L'enfant s'approcha et vit qu'elle avait été blessée à l'abdomen. Elle tentait de retenir le sang qui sortait à flots de son corps, en vain. Essayant de contenir le tremblement de ses mains, le garçon déchira une manche de sa tunique, et s'approcha pour faire pression avec le tissu sur la blessure de sa mère. Celle-ci lui prit la main, le regardant dans les yeux.
— Mon fils... Fuis... Avant qu'ils ne te trouvent... Va...
Sa voix s'étrangla, mais elle réussit à finir :
— Va, Elihan.
Elle eut un dernier spasme, puis devint inerte. Ses yeux se voilèrent, ne reflétant plus que l'ombre de la mort qui s'était emparée de son âme.
Elihan resta quelques instants à ses côtés. Il sanglotait doucement, ses joues baignées de larmes. Après avoir étreint une dernière fois sa mère, il se releva, jeta un dernier regard douloureux aux corps de ses parents, puis sortit précipitamment de la maison.

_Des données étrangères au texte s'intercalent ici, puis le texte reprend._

/// Builder methods
impl Encoder {
    /// Start here
    #[must_use]
    pub fn new() -> Self {
        Self {
            quantizer: quality_to_quantizer(80.),
            alpha_quantizer: quality_to_quantizer(80.),
            speed: 5,
            output_depth: BitDepth::default(),
            premultiplied_alpha: false,
            color_model: ColorModel::YCbCr,
            threads: None,
            alpha_color_mode: AlphaColorMode::UnassociatedClean,
        }
    }

    /// Quality `1..=100`. Panics if out of range.
    #[inline(always)]
    #[track_caller]
    #[must_use]
    pub fn with_quality(mut self, quality: f32) -> Self {
        assert!(quality >= 1. && quality <= 100.);
        self.quantizer = quality_to_quantizer(quality);
        self
    }

    #[doc(hidden)]
    #[deprecated(note = "Renamed to with_bit_depth")]
    pub fn with_depth(self, depth: Option<u8>) -> Self {
        self.with_bit_depth(depth.map(|d| if d >= 10 { BitDepth::Ten } else { BitDepth::Eight }).unwrap_or(BitDepth::Auto))
    }

    /// Internal precision to use in the encoded AV1 data, for both color and alpha. 10-bit depth works best, even for 8-bit inputs/outputs.
    ///
    /// Use 8-bit depth only as a workaround for decoders that need it.
    ///
    /// This setting does not affect pixel inputs for this library.
    #[inline(always)]
    #[must_use]
    pub fn with_bit_depth(mut self, depth: BitDepth) -> Self {
        self.output_depth = depth;
        self
    }

    /// Quality for the alpha channel only. `1..=100`. Panics if out of range.
    #[inline(always)]
    #[track_caller]
    #[must_use]
    pub fn with_alpha_quality(mut self, quality: f32) -> Self {
        assert!(quality >= 1. && quality <= 100.);
        self.alpha_quantizer = quality_to_quantizer(quality);
        self
    }

    /// * 1 = very very slow, but max compression.
    /// * 10 = quick, but larger file sizes and lower quality.
    ///
    /// Panics if outside `1..=10`.
    #[inline(always)]
    #[track_caller]
    #[must_use]
    pub fn with_speed(mut self, speed: u8) -> Self {
        assert!(speed >= 1 && speed <= 10);
        self.speed = speed;
        self
    }

    /// Changes how color channels are stored in the image. The default is YCbCr.
    ///
    /// Note that this is only internal detail for the AVIF file, and doesn't
    /// change color model of inputs to encode functions.
    #[inline(always)]
    #[must_use]
    pub fn with_internal_color_model(mut self, color_model: ColorModel) -> Self {
        self.color_model = color_model;
        self
    }

    #[doc(hidden)]
    #[deprecated = "Renamed to `with_internal_color_model()`"]
    pub fn with_internal_color_space(self, color_model: ColorModel) -> Self {
        self.with_internal_color_model(color_model)
    }

    /// Configures `rayon` thread pool size.
    /// The default `None` is to use all threads in the default `rayon` thread pool.
    #[inline(always)]
    #[track_caller]
    #[must_use]
    pub fn with_num_threads(mut self, num_threads: Option<usize>) -> Self {
        assert!(num_threads.map_or(true, |n| n > 0));
        self.threads = num_threads;
        self
    }

    /// Configure handling of color channels in transparent images
    ///
    /// Note that this doesn't affect input format for this library,
    /// which for RGBA is always uncorrelated alpha.
    #[inline(always)]
    #[must_use]
    pub fn with_alpha_color_mode(mut self, mode: AlphaColorMode) -> Self {
        self.alpha_color_mode = mode;
        self.premultiplied_alpha = mode == AlphaColorMode::Premultiplied;
        self
    }
}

Il s'éloigna de Lijden, son village qui ne représentait maintenant plus que la mort et la souffrance, puis alla vers la forêt. Cette fois-ci, elle ne pourrait apaiser la peine qui menaçait de le submerger à chaque instant. Les animaux ne s'approchaient pas de lui, comme s'ils sentaient sa tristesse.
Il erra longtemps sans but, avançant droit devant lui, perdant toute notion du temps. Il avait tout perdu. À quoi bon vivre ? Il était seul maintenant. Ne ferait-il pas mieux de rejoindre ses parents ?
Un soir, à sa grande surprise, des flocons commencèrent à tomber et recouvrirent peu à peu le sol. Le garçon se blottit dans un arbre creux, et regarda la neige tomber. Le froid se fit de plus en plus fort, et le vent se mit à souffler des rafales glaciales. Grelottant, Elihan ne bougeait pas. Il n'avait plus la volonté de vivre. Sa seule envie était de retrouver ses parents.
Seul un léger bruit au loin le fit sortir de sa torpeur. Les membres engourdis par le froid, il sortit de son abri improvisé et s'avança vers la lisière de la forêt. Bien que la couche de neige ne fût pas encore épaisse, ses pieds s'enfonçaient dedans, et finirent par être glacés.
Il se cacha derrière un arbre et aperçut une charrette tirée par des chevaux, qui essayait de se frayer un chemin sur un sentier recouvert par la neige, sans succès : ses roues se bloquèrent. Deux hommes, vêtus de longs manteaux aux capuches rabattues sur leur tête, en descendirent. L'un fit le tour du véhicule pour essayer de dégager les roues arrière.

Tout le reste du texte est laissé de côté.